After having no automobile industry 30 years ago, Alabama has become
the third largest exporter of automobiles in this country. In only the
past 15 months, every major automobile manufacturer in Alabama has
announced an expansion to total 5,400 jobs and $3.3 billion in
investments. This industry has been a phenomenal success in Alabama
and, more importantly, for the men and women who rely on these very
good-paying jobs to support their families and to build better lives.
That is why it is a priority for me and colleagues like my friend,
Senator Alexander from Tennessee, to keep our States' automotive
industry thriving. Yet, recently, this industry has come under attack.
In May, President Trump threatened a 25-percent tariff
[[Page S5030]]
on imported cars, trucks, and auto parts under the pretext that these
products somehow threaten our national security.
Let me be clear. While the United States faces any number of threats
from adversaries on any number of fronts, foreign automobiles and auto
parts are not threats to our national security. Do you know what is a
threat? It is a 25-percent tax on the prices of these imported goods.

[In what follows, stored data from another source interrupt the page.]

//! The batch dispatcher.
//!
//! Wraps a shared [`reqwest::Client`] around the sink URL. `dispatch`
//! hands the POST to a background tokio task and returns immediately --
//! the caller is a tick callback and must not wait on the network.
//! Completion, success or failure, is observed only through logging.

use std::time::Duration;

use stormwatch_types::NotificationEvent;
use tracing::{debug, error};

use crate::payload::BatchPayload;

/// Errors from one send attempt.
#[derive(Debug, thiserror::Error)]
pub enum DispatchError {
    /// The HTTP client could not be built or the request failed in
    /// transit.
    #[error("sink transport error: {0}")]
    Transport(String),

    /// The sink answered with a non-success status.
    #[error("sink returned status {status}")]
    Status {
        /// The HTTP status code.
        status: u16,
    },

    /// The bounded shutdown flush ran out of time.
    #[error("flush timed out after {waited_ms}ms")]
    Timeout {
        /// How long the flush waited.
        waited_ms: u64,
    },
}

/// Sends notification batches to the external sink.
#[derive(Debug, Clone)]
pub struct BatchDispatcher {
    client: reqwest::Client,
    sink_url: String,
}

impl BatchDispatcher {
    /// Create a dispatcher for `sink_url` with a per-request timeout.
    ///
    /// # Errors
    ///
    /// Returns [`DispatchError::Transport`] if the HTTP client cannot
    /// be constructed.
    pub fn new(sink_url: &str, request_timeout: Duration) -> Result<Self, DispatchError> {
        let client = reqwest::Client::builder()
            .timeout(request_timeout)
            .build()
            .map_err(|e| DispatchError::Transport(format!("client build failed: {e}")))?;
        Ok(Self {
            client,
            sink_url: sink_url.to_owned(),
        })
    }

    /// Send a batch without blocking the caller.
    ///
    /// An empty batch is a no-op -- no task, no network call. Failures
    /// are logged and the batch is dropped; there is no retry.
    pub fn dispatch(&self, events: Vec<NotificationEvent>) {
        if events.is_empty() {
            return;
        }
        let count = events.len();
        let client = self.client.clone();
        let sink_url = self.sink_url.clone();
        tokio::spawn(async move {
            match send_batch(&client, &sink_url, &events).await {
                Ok(()) => debug!(count, "notification batch delivered"),
                Err(e) => error!(error = %e, count, "notification batch dropped"),
            }
        });
    }

    /// Send a batch and wait for the outcome, bounded by `wait`.
    ///
    /// Used only by the shutdown flush, where the host is already
    /// tearing down and a short synchronous wait is acceptable.
    ///
    /// # Errors
    ///
    /// Returns the send error, or [`DispatchError::Timeout`] if `wait`
    /// elapsed first.
    pub async fn dispatch_wait(
        &self,
        events: Vec<NotificationEvent>,
        wait: Duration,
    ) -> Result<(), DispatchError> {
        if events.is_empty() {
            return Ok(());
        }
        let waited_ms = u64::try_from(wait.as_millis()).unwrap_or(u64::MAX);
        match tokio::time::timeout(wait, send_batch(&self.client, &self.sink_url, &events)).await {
            Ok(result) => result,
            Err(_) => Err(DispatchError::Timeout { waited_ms }),
        }
    }
}

/// POST one batch envelope and check the response status.
async fn send_batch(
    client: &reqwest::Client,
    sink_url: &str,
    events: &[NotificationEvent],
) -> Result<(), DispatchError> {
    let payload = BatchPayload::new(events);
    let response = client
        .post(sink_url)
        .json(&payload)
        .send()
        .await
        .map_err(|e| DispatchError::Transport(e.to_string()))?;

    let status = response.status();
    if !status.is_success() {
        return Err(DispatchError::Status {
            status: status.as_u16(),
        });
    }
    Ok(())
}

#[cfg(test)]
mod tests {
    #![allow(clippy::unwrap_used)]
    #![allow(clippy::indexing_slicing)]

    use std::sync::Arc;

    use axum::extract::State;
    use axum::routing::post;
    use axum::{Json, Router};
    use serde_json::Value;
    use tokio::sync::Mutex;

    use super::*;

    type Received = Arc<Mutex<Vec<Value>>>;

    async fn record(State(received): State<Received>, Json(body): Json<Value>) -> Json<Value> {
        received.lock().await.push(body);
        Json(serde_json::json!({"status": "success"}))
    }

    async fn spawn_sink() -> (String, Received) {
        let received: Received = Arc::new(Mutex::new(Vec::new()));
        let app = Router::new()
            .route("/status/notification", post(record))
            .with_state(Arc::clone(&received));
        let listener = tokio::net::TcpListener::bind("127.0.0.1:0").await.unwrap();
        let addr = listener.local_addr().unwrap();
        tokio::spawn(async move {
            let _ = axum::serve(listener, app).await;
        });
        (format!("http://{addr}/status/notification"), received)
    }

    fn sample_events(n: u32) -> Vec<NotificationEvent> {
        (0..n)
            .map(|i| NotificationEvent::heartbeat(i, String::new()))
            .collect()
    }

    #[tokio::test]
    async fn empty_batch_is_a_no_op() {
        let dispatcher = BatchDispatcher::new("http://127.0.0.1:1/", Duration::from_secs(1))
            .unwrap();
        // No sink is listening on port 1; an empty batch must still
        // succeed because nothing is sent.
        assert!(
            dispatcher
                .dispatch_wait(Vec::new(), Duration::from_secs(1))
                .await
                .is_ok()
        );
    }

    #[tokio::test]
    async fn batch_is_delivered_as_single_envelope() {
        let (url, received) = spawn_sink().await;
        let dispatcher = BatchDispatcher::new(&url, Duration::from_secs(5)).unwrap();

        dispatcher
            .dispatch_wait(sample_events(3), Duration::from_secs(5))
            .await
            .unwrap();

        let bodies = received.lock().await;
        assert_eq!(bodies.len(), 1);
        let batch = bodies.first().unwrap();
        assert_eq!(batch["type"], "notification_batch");
        assert_eq!(
            batch["notifications"].as_array().map(Vec::len),
            Some(3)
        );
    }

    #[tokio::test]
    async fn fire_and_forget_dispatch_delivers() {
        let (url, received) = spawn_sink().await;
        let dispatcher = BatchDispatcher::new(&url, Duration::from_secs(5)).unwrap();

        dispatcher.dispatch(sample_events(2));

        // dispatch returns before the POST happens; poll for arrival.
        for _ in 0..100u32 {
            if !received.lock().await.is_empty() {
                break;
            }
            tokio::time::sleep(Duration::from_millis(20)).await;
        }
        assert_eq!(received.lock().await.len(), 1);
    }

    #[tokio::test]
    async fn unreachable_sink_is_a_transport_error() {
        let dispatcher =
            BatchDispatcher::new("http://127.0.0.1:1/notify", Duration::from_secs(1)).unwrap();
        let result = dispatcher
            .dispatch_wait(sample_events(1), Duration::from_secs(5))
            .await;
        assert!(matches!(result, Err(DispatchError::Transport(_))));
    }

    #[tokio::test]
    async fn non_success_status_is_an_error() {
        let app = Router::new().route(
            "/notify",
            post(|| async {
                (axum::http::StatusCode::INTERNAL_SERVER_ERROR, "boom")
            }),
        );
        let listener = tokio::net::TcpListener::bind("127.0.0.1:0").await.unwrap();
        let addr = listener.local_addr().unwrap();
        tokio::spawn(async move {
            let _ = axum::serve(listener, app).await;
        });

        let dispatcher = BatchDispatcher::new(&format!("http://{addr}/notify"), Duration::from_secs(5))
            .unwrap();
        let result = dispatcher
            .dispatch_wait(sample_events(1), Duration::from_secs(5))
            .await;
        assert!(matches!(
            result,
            Err(DispatchError::Status { status: 500 })
        ));
    }
}
//! Thread-safe notification buffer with atomic drain.
//!
//! The buffer is the single hand-off point between the detectors (which
//! enqueue on their poll cadences) and the dispatch cadence (which
//! drains everything into one batch). It is append-only between drains;
//! a drain swaps the whole backlog out in one critical section, so a
//! concurrent reader sees either the full pre-drain set or the empty
//! post-drain set, never a partial view.
//!
//! FIFO order is preserved within the buffer, which in particular keeps
//! each detector's events in poll order. No ordering is guaranteed
//! across detectors.

use std::sync::Mutex;

use stormwatch_types::NotificationEvent;
use tracing::error;

/// Append-only queue of pending outbound notifications.
#[derive(Debug, Default)]
pub struct NotificationBuffer {
    inner: Mutex<Vec<NotificationEvent>>,
}

impl NotificationBuffer {
    /// Create an empty buffer.
    pub const fn new() -> Self {
        Self {
            inner: Mutex::new(Vec::new()),
        }
    }

    /// Append an event to the buffer.
    ///
    /// Never fails and never blocks longer than the push itself. If the
    /// lock is poisoned the event is dropped and the loss is logged --
    /// a notification is never worth failing the caller's tick.
    pub fn enqueue(&self, event: NotificationEvent) {
        match self.inner.lock() {
            Ok(mut pending) => pending.push(event),
            Err(_) => {
                error!(
                    kind = event.kind.wire_name(),
                    "notification buffer lock poisoned, event dropped"
                );
            }
        }
    }

    /// Atomically empty the buffer and return its prior contents.
    ///
    /// Called by the dispatch cadence and by the shutdown drain. An
    /// event returned from one drain can never appear in another.
    pub fn drain_all(&self) -> Vec<NotificationEvent> {
        match self.inner.lock() {
            Ok(mut pending) => std::mem::take(&mut *pending),
            Err(_) => {
                error!("notification buffer lock poisoned, drain returned nothing");
                Vec::new()
            }
        }
    }

    /// Number of events currently pending.
    pub fn pending(&self) -> usize {
        self.inner.lock().map(|pending| pending.len()).unwrap_or(0)
    }
}

#[cfg(test)]
mod tests {
    use std::sync::Arc;

    use super::*;

    fn heartbeat(n: u32) -> NotificationEvent {
        NotificationEvent::heartbeat(n, String::new())
    }

    #[test]
    fn drain_empties_and_preserves_fifo_order() {
        let buffer = NotificationBuffer::new();
        buffer.enqueue(heartbeat(1));
        buffer.enqueue(heartbeat(2));
        buffer.enqueue(heartbeat(3));
        assert_eq!(buffer.pending(), 3);

        let drained = buffer.drain_all();
        let counts: Vec<u32> = drained
            .iter()
            .filter_map(|e| match e.payload {
                stormwatch_types::NotificationPayload::Heartbeat { player_count, .. } => {
                    Some(player_count)
                }
                _ => None,
            })
            .collect();
        assert_eq!(counts, vec![1, 2, 3]);
        assert_eq!(buffer.pending(), 0);
        assert!(buffer.drain_all().is_empty());
    }

    #[test]
    fn concurrent_enqueue_and_drain_loses_nothing() {
        const TOTAL: u32 = 1000;

        let buffer = Arc::new(NotificationBuffer::new());
        let writer_buffer = Arc::clone(&buffer);
        let writer = std::thread::spawn(move || {
            for n in 0..TOTAL {
                writer_buffer.enqueue(heartbeat(n));
            }
        });

        let mut collected = Vec::new();
        loop {
            collected.extend(buffer.drain_all());
            if writer.is_finished() {
                collected.extend(buffer.drain_all());
                break;
            }
            std::thread::yield_now();
        }
        let _ = writer.join();

        // Every event drained exactly once: ids are unique by
        // construction, so duplicates would show as a shorter set.
        let mut ids: Vec<_> = collected.iter().map(|e| e.id).collect();
        ids.sort_unstable();
        ids.dedup();
        assert_eq!(ids.len(), collected.len());
        assert_eq!(collected.len(), TOTAL as usize);
    }
}
//! Core machinery for the Stormwatch status bridge.
//!
//! This crate holds everything that runs on the host's tick cadences:
//!
//! - [`host`] -- the read-only [`WorldHost`] collaborator trait through
//!   which the bridge observes the simulation, plus a configurable stub
//!   for tests
//! - [`detect`] -- per-signal polling detectors with edge detection and
//!   the storm pre-warning latch
//! - [`buffer`] -- the thread-safe append-only notification buffer with
//!   atomic drain
//! - [`scheduler`] -- the tick-registration abstraction, with a tokio
//!   interval implementation and a manual one for tests
//!
//! Nothing in this crate performs network I/O; the HTTP surfaces live in
//! `stormwatch-observer` and `stormwatch-dispatch`.
//!
//! [`WorldHost`]: host::WorldHost

pub mod buffer;
pub mod detect;
pub mod host;
pub mod scheduler;

// Re-export primary types for convenience.
pub use buffer::NotificationBuffer;
pub use detect::{PlayerCountDetector, SeasonDetector, SignalDetector, StormDetector};
pub use host::{FixedWorldHost, HostError, WorldHost};
pub use scheduler::{IntervalScheduler, ManualScheduler, TickHandle, TickScheduler};
//! In-game seasons and the mapping from calendar month text.
//!
//! The host reports the current in-game date as a pretty-printed string
//! whose leading word is a month name. [`Season::from_month`] maps that
//! text to one of the four seasons by case-insensitive prefix matching,
//! so localized suffixes or abbreviations ("Sep", "September 3, year 2")
//! all resolve the same way. Anything unrecognized maps to
//! [`Season::Unknown`] -- the function is total and never fails.

use std::fmt;

use serde::{Deserialize, Serialize};

/// One of the four in-game seasons, or `Unknown` for unmapped input.
#[derive(Debug, Clone, Copy, PartialEq, Eq, Serialize, Deserialize)]
#[serde(rename_all = "lowercase")]
pub enum Season {
    /// March through May.
    Spring,
    /// June through August.
    Summer,
    /// September through November.
    Autumn,
    /// December through February.
    Winter,
    /// Month text that did not match any known month prefix.
    Unknown,
}

/// Month-name prefixes and the season each one belongs to.
///
/// Three letters are enough to distinguish every English month name.
const MONTH_PREFIXES: [(&str, Season); 12] = [
    ("jan", Season::Winter),
    ("feb", Season::Winter),
    ("mar", Season::Spring),
    ("apr", Season::Spring),
    ("may", Season::Spring),
    ("jun", Season::Summer),
    ("jul", Season::Summer),
    ("aug", Season::Summer),
    ("sep", Season::Autumn),
    ("oct", Season::Autumn),
    ("nov", Season::Autumn),
    ("dec", Season::Winter),
];

impl Season {
    /// Map calendar month text to a season by prefix matching.
    ///
    /// The input is trimmed and lowercased before matching, so both
    /// `"September"` and `"sep 14, year 3"` resolve to
    /// [`Season::Autumn`]. Unmatched input yields [`Season::Unknown`].
    pub fn from_month(month: &str) -> Self {
        let normalized = month.trim().to_lowercase();
        for (prefix, season) in MONTH_PREFIXES {
            if normalized.starts_with(prefix) {
                return season;
            }
        }
        Self::Unknown
    }

    /// Lowercase wire name used in notification payloads.
    pub const fn as_str(self) -> &'static str {
        match self {
            Self::Spring => "spring",
            Self::Summer => "summer",
            Self::Autumn => "autumn",
            Self::Winter => "winter",
            Self::Unknown => "unknown",
        }
    }
}

impl fmt::Display for Season {
    fn fmt(&self, f: &mut fmt::Formatter<'_>) -> fmt::Result {
        f.write_str(self.as_str())
    }
}

#[cfg(test)]
mod tests {
    use super::*;

    #[test]
    fn maps_all_twelve_months() {
        let cases = [
            ("January", Season::Winter),
            ("February", Season::Winter),
            ("March", Season::Spring),
            ("April", Season::Spring),
            ("May", Season::Spring),
            ("June", Season::Summer),
            ("July", Season::Summer),
            ("August", Season::Summer),
            ("September", Season::Autumn),
            ("October", Season::Autumn),
            ("November", Season::Autumn),
            ("December", Season::Winter),
        ];
        for (month, expected) in cases {
            assert_eq!(Season::from_month(month), expected, "month: {month}");
        }
    }

    #[test]
    fn matches_prefixes_and_ignores_case() {
        assert_eq!(Season::from_month("sep"), Season::Autumn);
        assert_eq!(Season::from_month("  DECEMBER "), Season::Winter);
        assert_eq!(Season::from_month("jul 12, year 4"), Season::Summer);
    }

    #[test]
    fn unmapped_input_is_unknown() {
        assert_eq!(Season::from_month(""), Season::Unknown);
        assert_eq!(Season::from_month("Frostmoon"), Season::Unknown);
        assert_eq!(Season::from_month("13"), Season::Unknown);
    }

    #[test]
    fn serializes_lowercase() {
        let json = serde_json::to_string(&Season::Autumn).unwrap_or_default();
        assert_eq!(json, "\"autumn\"");
    }
}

The President's proposed auto tariffs have the potential to inflict
serious damage on a booming industry in my State and in other leading
auto-producing States, like Tennessee. We might call it a tariff, but
we all know exactly what it is--a tax.
By definition, a tariff is a tax on a particular class of imports or
exports. Any tariffs placed on products that come into the United
States are taxes that increase the cost of those goods to American
consumers. When other countries place additional tariffs, or new taxes,
on American goods, it raises the purchase prices of American products
overseas and hurts our ability to sustain competitive markets in those
countries. So it is deeply troubling that the recent proposal from the
President will threaten tens of thousands of jobs in Alabama and
increase costs for American consumers.
Shortly after this tariff threat was issued, Senator Alexander joined
me in writing to Commerce Secretary Wilbur Ross, and we urged him to
reconsider the auto tariff tax proposal. Between our two States, the
automotive sector contributes more than 200,000 jobs to our economies.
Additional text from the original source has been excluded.